■ **What the exercise asks**
Word for word, transcribe the material below from its first line to the line with "pub(crate) struct ChoiceMessage", both included.

■ **Supplied data**
▬▬▬
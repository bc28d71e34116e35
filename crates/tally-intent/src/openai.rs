// SPDX-FileCopyrightText: 2026 Tally Contributors
// SPDX-License-Identifier: MIT OR Apache-2.0

//! OpenAI-compatible Chat Completions provider.

use std::time::Duration;

use async_trait::async_trait;
use reqwest::header::{AUTHORIZATION, CONTENT_TYPE, HeaderMap, HeaderValue};
use serde::{Deserialize, Serialize};
use tally_core::{
    AdapterType, CompletionRequest, CompletionResponse, HealthStatus, PluginAdapter,
    ProviderAdapter, TallyError,
};
use tracing::info;

use crate::http;

const API_BASE_URL: &str = "https://api.openai.com/v1";

#[derive(Debug, Serialize)]
pub(crate) struct ChatRequest<'a> {
    pub model: &'a str,
    pub max_tokens: u32,
    pub messages: Vec<ChatMessage>,
    #[serde(skip_serializing_if = "Option::is_none")]
    pub response_format: Option<ResponseFormat>,
}

#[derive(Debug, Serialize)]
pub(crate) struct ChatMessage {
    pub role: &'static str,
    pub content: serde_json::Value,
}

#[derive(Debug, Serialize)]
pub(crate) struct ResponseFormat {
    #[serde(rename = "type")]
    pub type_: &'static str,
}

impl ResponseFormat {
    pub(crate) fn json_object() -> Self {
        Self {
            type_: "json_object",
        }
    }
}

#[derive(Debug, Deserialize)]
pub(crate) struct ChatResponse {
    #[serde(default)]
    pub model: String,
    pub choices: Vec<ChatChoice>,
}

#[derive(Debug, Deserialize)]
pub(crate) struct ChatChoice {
    pub message: ChoiceMessage,
}

#[derive(Debug, Deserialize)]
pub(crate) struct ChoiceMessage {
    #[serde(default)]
    pub content: Option<String>,
}

impl ChatResponse {
    /// Parse a raw body and take the first choice's text.
    pub(crate) fn first_text(raw: &str) -> Result<(String, String), TallyError> {
        let response: ChatResponse =
            serde_json::from_str(raw).map_err(|e| TallyError::Provider {
                message: format!("failed to parse API response: {e}"),
                source: Some(Box::new(e)),
            })?;
        let text = response
            .choices
            .into_iter()
            .next()
            .and_then(|choice| choice.message.content)
            .filter(|text| !text.trim().is_empty())
            .ok_or_else(|| TallyError::provider("OpenAI response had no message content"))?;
        Ok((text, response.model))
    }
}

/// Headers for bearer-authenticated OpenAI calls.
pub(crate) fn bearer_headers(api_key: &str) -> Result<HeaderMap, TallyError> {
    let mut headers = HeaderMap::new();
    headers.insert(
        AUTHORIZATION,
        HeaderValue::from_str(&format!("Bearer {api_key}"))
            .map_err(|e| TallyError::Config(format!("invalid API key header value: {e}")))?,
    );
    Ok(headers)
}

/// OpenAI provider implementing [`ProviderAdapter`].
///
/// Works against any endpoint speaking the Chat Completions dialect.
#[derive(Debug, Clone)]
pub struct OpenAiProvider {
    client: reqwest::Client,
    model: String,
    url: String,
    max_retries: u32,
}

impl OpenAiProvider {
    pub fn new(
        api_key: Option<&str>,
        model: impl Into<String>,
        base_url: Option<&str>,
    ) -> Result<Self, TallyError> {
        let api_key = http::resolve_api_key(api_key, "OPENAI_API_KEY").ok_or_else(|| {
            TallyError::Config("openai provider needs api_key or OPENAI_API_KEY".to_string())
        })?;

        let mut headers = bearer_headers(&api_key)?;
        headers.insert(CONTENT_TYPE, HeaderValue::from_static("application/json"));

        let model = model.into();
        let root = base_url.unwrap_or(API_BASE_URL).trim_end_matches('/');
        info!(model = %model, "OpenAI provider initialized");

        Ok(Self {
            client: http::build_client(headers, Duration::from_secs(60))?,
            model,
            url: format!("{root}/chat/completions"),
            max_retries: 1,
        })
    }

    pub fn model(&self) -> &str {
        &self.model
    }
}

#[async_trait]
impl PluginAdapter for OpenAiProvider {
    fn name(&self) -> &str {
        "openai"
    }

    fn version(&self) -> semver::Version {
        semver::Version::new(0, 1, 0)
    }

    fn adapter_type(&self) -> AdapterType {
        AdapterType::Provider
    }

    async fn health_check(&self) -> Result<HealthStatus, TallyError> {
        Ok(HealthStatus::Healthy)
    }

    async fn shutdown(&self) -> Result<(), TallyError> {
        Ok(())
    }
}

#[async_trait]
impl ProviderAdapter for OpenAiProvider {
    async fn complete(
        &self,
        request: CompletionRequest,
    ) -> Result<CompletionResponse, TallyError> {
        let body = ChatRequest {
            model: &self.model,
            max_tokens: request.max_tokens,
            messages: vec![
                ChatMessage {
                    role: "system",
                    content: serde_json::Value::String(request.system),
                },
                ChatMessage {
                    role: "user",
                    content: serde_json::Value::String(request.prompt),
                },
            ],
            response_format: Some(ResponseFormat::json_object()),
        };

        let raw =
            http::post_json(&self.client, &self.url, &body, self.max_retries, "OpenAI").await?;
        let (text, model) = ChatResponse::first_text(&raw)?;
        Ok(CompletionResponse {
            text,
            model: if model.is_empty() {
                self.model.clone()
            } else {
                model
            },
        })
    }
}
▬▬▬
■ **Solution for this task**
repository bc28d71e34116e35
filename crates/tally-intent/src/openai.rs
// SPDX-FileCopyrightText: 2026 Tally Contributors
// SPDX-License-Identifier: MIT OR Apache-2.0

//! OpenAI-compatible Chat Completions provider.

use std::time::Duration;

use async_trait::async_trait;
use reqwest::header::{AUTHORIZATION, CONTENT_TYPE, HeaderMap, HeaderValue};
use serde::{Deserialize, Serialize};
use tally_core::{
    AdapterType, CompletionRequest, CompletionResponse, HealthStatus, PluginAdapter,
    ProviderAdapter, TallyError,
};
use tracing::info;

use crate::http;

const API_BASE_URL: &str = "https://api.openai.com/v1";

#[derive(Debug, Serialize)]
pub(crate) struct ChatRequest<'a> {
    pub model: &'a str,
    pub max_tokens: u32,
    pub messages: Vec<ChatMessage>,
    #[serde(skip_serializing_if = "Option::is_none")]
    pub response_format: Option<ResponseFormat>,
}

#[derive(Debug, Serialize)]
pub(crate) struct ChatMessage {
    pub role: &'static str,
    pub content: serde_json::Value,
}

#[derive(Debug, Serialize)]
pub(crate) struct ResponseFormat {
    #[serde(rename = "type")]
    pub type_: &'static str,
}

impl ResponseFormat {
    pub(crate) fn json_object() -> Self {
        Self {
            type_: "json_object",
        }
    }
}

#[derive(Debug, Deserialize)]
pub(crate) struct ChatResponse {
    #[serde(default)]
    pub model: String,
    pub choices: Vec<ChatChoice>,
}

#[derive(Debug, Deserialize)]
pub(crate) struct ChatChoice {
    pub message: ChoiceMessage,
}

#[derive(Debug, Deserialize)]
pub(crate) struct ChoiceMessage {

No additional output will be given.